BEGIN

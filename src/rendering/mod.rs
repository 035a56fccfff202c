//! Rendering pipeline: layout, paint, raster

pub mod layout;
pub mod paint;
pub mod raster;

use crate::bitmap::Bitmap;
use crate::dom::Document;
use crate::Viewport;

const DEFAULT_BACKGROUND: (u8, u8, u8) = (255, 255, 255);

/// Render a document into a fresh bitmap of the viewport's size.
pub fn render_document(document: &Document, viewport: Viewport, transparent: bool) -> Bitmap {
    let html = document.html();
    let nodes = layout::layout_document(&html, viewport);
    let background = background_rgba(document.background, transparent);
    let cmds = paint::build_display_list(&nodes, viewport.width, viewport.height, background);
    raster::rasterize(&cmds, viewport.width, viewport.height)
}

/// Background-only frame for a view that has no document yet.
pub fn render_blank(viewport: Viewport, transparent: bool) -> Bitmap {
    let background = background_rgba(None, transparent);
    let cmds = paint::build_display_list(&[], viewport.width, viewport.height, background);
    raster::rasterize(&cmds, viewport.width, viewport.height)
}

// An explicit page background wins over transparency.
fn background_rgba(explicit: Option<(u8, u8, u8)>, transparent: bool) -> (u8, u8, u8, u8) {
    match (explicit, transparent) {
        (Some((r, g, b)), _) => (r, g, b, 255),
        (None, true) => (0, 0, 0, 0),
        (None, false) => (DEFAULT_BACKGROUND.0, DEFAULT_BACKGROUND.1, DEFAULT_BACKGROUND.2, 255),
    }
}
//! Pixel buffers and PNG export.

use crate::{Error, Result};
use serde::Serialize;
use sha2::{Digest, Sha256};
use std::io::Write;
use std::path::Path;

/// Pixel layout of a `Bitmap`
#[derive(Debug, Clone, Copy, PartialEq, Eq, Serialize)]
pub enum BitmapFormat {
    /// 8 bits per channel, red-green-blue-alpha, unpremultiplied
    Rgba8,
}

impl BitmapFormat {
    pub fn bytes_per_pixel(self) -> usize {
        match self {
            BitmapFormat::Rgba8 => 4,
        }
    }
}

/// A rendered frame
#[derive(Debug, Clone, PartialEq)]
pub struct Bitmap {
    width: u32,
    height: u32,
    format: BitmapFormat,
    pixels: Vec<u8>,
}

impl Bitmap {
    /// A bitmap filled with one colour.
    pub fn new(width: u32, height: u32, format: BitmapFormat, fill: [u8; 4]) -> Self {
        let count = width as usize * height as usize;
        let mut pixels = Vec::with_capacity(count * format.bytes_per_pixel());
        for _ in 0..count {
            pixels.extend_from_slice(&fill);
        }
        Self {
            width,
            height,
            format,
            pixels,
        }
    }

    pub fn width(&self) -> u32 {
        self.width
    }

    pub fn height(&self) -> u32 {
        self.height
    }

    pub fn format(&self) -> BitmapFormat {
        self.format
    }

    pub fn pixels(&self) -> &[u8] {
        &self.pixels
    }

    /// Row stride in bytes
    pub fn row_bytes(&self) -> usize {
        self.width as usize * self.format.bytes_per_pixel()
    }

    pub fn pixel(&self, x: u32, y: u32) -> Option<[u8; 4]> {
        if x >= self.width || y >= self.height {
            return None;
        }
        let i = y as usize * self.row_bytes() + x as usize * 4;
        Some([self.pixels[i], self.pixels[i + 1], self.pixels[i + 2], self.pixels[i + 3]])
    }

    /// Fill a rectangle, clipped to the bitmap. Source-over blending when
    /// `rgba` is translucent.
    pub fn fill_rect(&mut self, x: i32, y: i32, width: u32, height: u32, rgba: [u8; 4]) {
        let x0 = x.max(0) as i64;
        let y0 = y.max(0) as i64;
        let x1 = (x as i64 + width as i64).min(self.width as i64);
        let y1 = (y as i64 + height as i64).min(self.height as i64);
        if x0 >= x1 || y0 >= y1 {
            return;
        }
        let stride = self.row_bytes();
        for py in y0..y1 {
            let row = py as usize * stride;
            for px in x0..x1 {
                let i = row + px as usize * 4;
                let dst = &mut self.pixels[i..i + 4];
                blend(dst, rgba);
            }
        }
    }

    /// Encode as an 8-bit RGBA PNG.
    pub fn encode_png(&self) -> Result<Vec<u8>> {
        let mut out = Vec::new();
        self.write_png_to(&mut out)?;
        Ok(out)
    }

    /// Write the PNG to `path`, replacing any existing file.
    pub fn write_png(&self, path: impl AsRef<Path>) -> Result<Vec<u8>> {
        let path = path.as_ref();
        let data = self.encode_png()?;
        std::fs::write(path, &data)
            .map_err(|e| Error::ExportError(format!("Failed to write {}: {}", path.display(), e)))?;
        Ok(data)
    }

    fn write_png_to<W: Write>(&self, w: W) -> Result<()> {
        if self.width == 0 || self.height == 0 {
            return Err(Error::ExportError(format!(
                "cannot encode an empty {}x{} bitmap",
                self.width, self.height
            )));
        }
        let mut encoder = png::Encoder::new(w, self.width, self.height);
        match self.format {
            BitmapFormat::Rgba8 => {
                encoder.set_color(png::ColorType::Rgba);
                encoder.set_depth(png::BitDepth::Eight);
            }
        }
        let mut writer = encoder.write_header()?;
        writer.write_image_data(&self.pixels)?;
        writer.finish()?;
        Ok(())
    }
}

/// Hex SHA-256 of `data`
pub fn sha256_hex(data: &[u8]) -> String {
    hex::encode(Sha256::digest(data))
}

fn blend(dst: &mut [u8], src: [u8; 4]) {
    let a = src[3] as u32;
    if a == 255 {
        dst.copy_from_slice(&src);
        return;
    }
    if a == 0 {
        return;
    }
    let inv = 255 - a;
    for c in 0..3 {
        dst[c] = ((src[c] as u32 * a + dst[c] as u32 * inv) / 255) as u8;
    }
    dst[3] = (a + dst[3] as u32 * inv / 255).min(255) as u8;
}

END

What is being asked —
When you reach the line with "repository 035a56fccfff202c" in the records above, start writing out lines exactly, and stop once the line with "the viewport's size." has been written; include nothing else.

Solution for this problem —
repository 035a56fccfff202c
//! Rendering pipeline: layout, paint, raster

pub mod layout;
pub mod paint;
pub mod raster;

use crate::bitmap::Bitmap;
use crate::dom::Document;
use crate::Viewport;

const DEFAULT_BACKGROUND: (u8, u8, u8) = (255, 255, 255);

/// Render a document into a fresh bitmap of the viewport's size.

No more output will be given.